700.000 personnes en plus au travail, cela représente un gain budgétaire de 14 milliards d’€ par an. C’est aussi une garantie de financement durable de la sécurité sociale. Une partie significative de cette sécurité sociale est financée par le travail. Son existence ne peut qu’être menacée si de moins en moins de gens travaillent et la financent. Alors que le nombre de bénéficiaires augmente.

Mais comment faire retravailler ces gens de manière humaine?

C’est tout le débat qui anime actuellement la majorité fédérale et les syndicats. La réflexion est la suivante et elle porte sur la conception même de travail : certains malades de longue durée sont à la maison depuis 6, 7 ou 8 ans parce qu’ils ne pouvaient plus exercer un travail spécifique dans un contexte spécifique, par exemple restant debout longuement; mais ne pourraient-ils pas retrouver un job différent, adapté à leur état de santé actuel ? Le télétravail est une piste par exemple ? Avec des formations appropriées aux chômeurs de longue durée afin qu’ils soient armés pour occuper les jobs en pénurie.

Pourquoi parler de remise en cause de la question même du statut du travail?

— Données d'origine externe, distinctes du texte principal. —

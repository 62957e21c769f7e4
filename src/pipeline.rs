use std::path::{Path, PathBuf};
use std::sync::Arc;
use std::sync::atomic::{AtomicBool, Ordering};

use image::{GrayImage, RgbImage};
use time::OffsetDateTime;
use time::macros::format_description;
use tracing::{debug, info, warn};

use crate::config::{Config, DebounceSettings, DetectionSettings};
use crate::debounce::AlertDebouncer;
use crate::detection::{FrameAnalysis, MotionDetector, classifier};
use crate::error::{ConfigError, RunError};
use crate::models::{AlertEvent, OccupancyVerdict, RawFrame};
use crate::notify::Notifier;
use crate::source::FrameSource;

/// Cooperative stop signal, checked once per frame
#[derive(Debug, Clone, Default)]
pub struct CancelToken {
    cancelled: Arc<AtomicBool>,
}

impl CancelToken {
    pub fn new() -> Self {
        Self::default()
    }

    pub fn cancel(&self) {
        self.cancelled.store(true, Ordering::SeqCst);
    }

    pub fn is_cancelled(&self) -> bool {
        self.cancelled.load(Ordering::SeqCst)
    }
}

/// Debug configuration for pipeline execution
#[derive(Clone, Debug)]
pub struct DebugConfig {
    /// Root directory for debug outputs
    pub output_dir: PathBuf,
}

/// Settings shared by every frame of a run
#[derive(Clone, Debug, Default)]
pub struct PipelineContext {
    pub show_video: bool,
    /// Per-stage images are written only when set
    pub debug: Option<DebugConfig>,
}

/// What happened to a single frame
#[derive(Debug, Clone, PartialEq, Eq)]
pub struct FrameOutcome {
    pub timestamp: OffsetDateTime,
    /// False for the frame that seeded the background
    pub evaluated: bool,
    pub verdict: OccupancyVerdict,
    pub region_count: usize,
    pub alerted: bool,
    pub notification_failed: bool,
}

#[derive(Debug, Clone, Copy, PartialEq, Eq)]
pub enum StopReason {
    Cancelled,
    Exhausted,
    FrameLimit,
}

#[derive(Debug, Clone, PartialEq, Eq)]
pub struct RunSummary {
    pub frames: u64,
    pub occupied_frames: u64,
    pub alerts: u64,
    pub failed_notifications: u64,
    pub stop: StopReason,
}

/// Sequential surveillance loop: detector, debouncer and notifier
pub struct Pipeline {
    detector: MotionDetector,
    debouncer: AlertDebouncer,
    notifier: Notifier,
    context: PipelineContext,
    max_frames: Option<u64>,
}

impl Pipeline {
    pub fn new(detection: DetectionSettings, debounce: DebounceSettings, notifier: Notifier) -> Self {
        Self {
            detector: MotionDetector::new(detection),
            debouncer: AlertDebouncer::new(debounce),
            notifier,
            context: PipelineContext::default(),
            max_frames: None,
        }
    }

    pub fn from_config(config: &Config, notifier: Notifier) -> Result<Self, ConfigError> {
        Ok(Self::new(config.detection_settings()?, config.debounce_settings()?, notifier)
            .with_show_video(config.show_video))
    }

    /// Log the room status of every frame at info level
    pub fn with_show_video(mut self, show_video: bool) -> Self {
        self.context.show_video = show_video;
        self
    }

    /// Stop after this many frames
    pub fn with_max_frames(mut self, max_frames: Option<u64>) -> Self {
        self.max_frames = max_frames;
        self
    }

    /// Enable debug mode with output directory
    /// The directory must be empty or non-existent
    pub fn with_debug(mut self, output_dir: PathBuf) -> Result<Self, RunError> {
        if output_dir.exists() {
            let entries = std::fs::read_dir(&output_dir).map_err(debug_err)?;
            if entries.count() > 0 {
                return Err(RunError::Debug(format!(
                    "debug directory is not empty: {}",
                    output_dir.display()
                )));
            }
        } else {
            std::fs::create_dir_all(&output_dir).map_err(debug_err)?;
        }

        self.context.debug = Some(DebugConfig { output_dir });

        Ok(self)
    }

    pub fn debouncer(&self) -> &AlertDebouncer {
        &self.debouncer
    }

    pub fn detector(&self) -> &MotionDetector {
        &self.detector
    }

    /// Pull frames until cancelled, exhausted or the frame limit is hit
    pub fn run<S: FrameSource + ?Sized>(
        &mut self,
        source: &mut S,
        cancel: &CancelToken,
    ) -> Result<RunSummary, RunError> {
        let mut frames = 0u64;
        let mut occupied_frames = 0u64;
        let mut alerts = 0u64;
        let mut failed_notifications = 0u64;

        let stop = loop {
            if cancel.is_cancelled() {
                break StopReason::Cancelled;
            }
            if self.max_frames.is_some_and(|max| frames >= max) {
                break StopReason::FrameLimit;
            }
            let Some(raw) = source.next_frame()? else {
                break StopReason::Exhausted;
            };

            let outcome = self.process(raw, frames)?;
            frames += 1;
            if outcome.verdict.is_occupied() {
                occupied_frames += 1;
            }
            if outcome.alerted {
                alerts += 1;
            }
            if outcome.notification_failed {
                failed_notifications += 1;
            }
        };

        info!(
            "Stopped ({:?}) after {} frame(s), {} alert(s)",
            stop, frames, alerts
        );

        Ok(RunSummary {
            frames,
            occupied_frames,
            alerts,
            failed_notifications,
            stop,
        })
    }

    /// Push one frame through every stage
    pub fn process(&mut self, raw: RawFrame, index: u64) -> Result<FrameOutcome, RunError> {
        let analysis = self.detector.analyze(&raw)?;
        let timestamp = analysis.frame.timestamp;

        if !analysis.evaluated {
            info!("Background gathered, watching for motion");
            self.save_debug_output(index, &analysis, None)?;
            return Ok(FrameOutcome {
                timestamp,
                evaluated: false,
                verdict: OccupancyVerdict::Empty,
                region_count: 0,
                alerted: false,
                notification_failed: false,
            });
        }

        let mut annotated = analysis.frame.color.clone();
        classifier::annotate(&mut annotated, &analysis.regions);
        self.report_status(analysis.verdict, timestamp);
        self.save_debug_output(index, &analysis, Some(&annotated))?;

        let alerted = self.debouncer.step(analysis.verdict, timestamp);
        let mut notification_failed = false;

        if alerted {
            let event = AlertEvent {
                snapshot: annotated,
                timestamp,
                regions: analysis.regions.clone(),
            };
            // A failed delivery still counts as sent for the cooldown
            match self.notifier.notify(event) {
                Ok(delivery) => debug!("Alert delivered: {:?}", delivery),
                Err(e) => {
                    warn!("Notification failed: {}", e);
                    notification_failed = true;
                }
            }
        }

        Ok(FrameOutcome {
            timestamp,
            evaluated: true,
            verdict: analysis.verdict,
            region_count: analysis.regions.len(),
            alerted,
            notification_failed,
        })
    }

    /// Stop the notifier, draining any queued alerts
    pub fn finish(self) {
        self.notifier.shutdown();
    }

    fn report_status(&self, verdict: OccupancyVerdict, timestamp: OffsetDateTime) {
        let when = format_status_time(timestamp);
        if self.context.show_video {
            info!("Room Status: {} | {}", verdict, when);
        } else {
            debug!("Room Status: {} | {}", verdict, when);
        }
    }

    fn save_debug_output(
        &self,
        index: u64,
        analysis: &FrameAnalysis,
        annotated: Option<&RgbImage>,
    ) -> Result<(), RunError> {
        let Some(debug_config) = &self.context.debug else {
            return Ok(());
        };

        let filename = format!("{:06}.png", index);
        let root = &debug_config.output_dir;

        save_gray(&root.join("00_input"), &filename, &analysis.frame.gray)?;
        if analysis.evaluated {
            save_gray(&root.join("01_deviation"), &filename, &analysis.deviation)?;
            save_gray(&root.join("02_mask"), &filename, &analysis.mask)?;
        }
        if let Some(annotated) = annotated {
            let dir = root.join("03_annotated");
            std::fs::create_dir_all(&dir).map_err(debug_err)?;
            annotated
                .save(dir.join(&filename))
                .map_err(|e| RunError::Debug(format!("failed to save debug image: {}", e)))?;
        }

        debug!("Debug: saved frame {}", filename);
        Ok(())
    }
}

/// Timestamp as shown next to the room status, e.g. "Monday 05 March 2024 09:15:02PM"
pub fn format_status_time(timestamp: OffsetDateTime) -> String {
    let format = format_description!(
        "[weekday] [day] [month repr:long] [year] [hour repr:12]:[minute]:[second][period]"
    );
    timestamp
        .format(format)
        .unwrap_or_else(|_| timestamp.to_string())
}

fn save_gray(dir: &Path, filename: &str, image: &GrayImage) -> Result<(), RunError> {
    std::fs::create_dir_all(dir).map_err(debug_err)?;
    image
        .save(dir.join(filename))
        .map_err(|e| RunError::Debug(format!("failed to save debug image: {}", e)))
}

fn debug_err(e: std::io::Error) -> RunError {
    RunError::Debug(e.to_string())
}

Une partie des enjeux sociétaux repose sur la conception que lorsqu’on commence un job, on va et on peut le garder toute sa vie. Que si on ne peut plus l’exercer c’est à la société de prendre le travailleur en charge. Certains métiers pénibles devraient être un tremplin vers d’autres métiers moins pénibles. Et les pouvoirs publics devraient aider ces travailleurs à se former pour évoluer. La question sociétale pouvant être par exemple : faut-il s’acharner à créer un statut stable pour un coursier à vélo, quitte à en faire disparaitre une bonne partie, alors que la majorité d’entre eux feront ce mini-job pendant un temps assez limité avant de passer à autre chose ? Idem pour certains jobs très lourds dans la logistique … Fait-on vraiment un cadeau à ces travailleurs en tentant de les fixer dans ces secteurs jusqu’à un âge avancé en se gardant bien de les former, quitte à les faire dépendre de la solidarité ? Je n’ai pas la réponse. Mais il faut se poser la question … Et c’est sans doute le bon moment.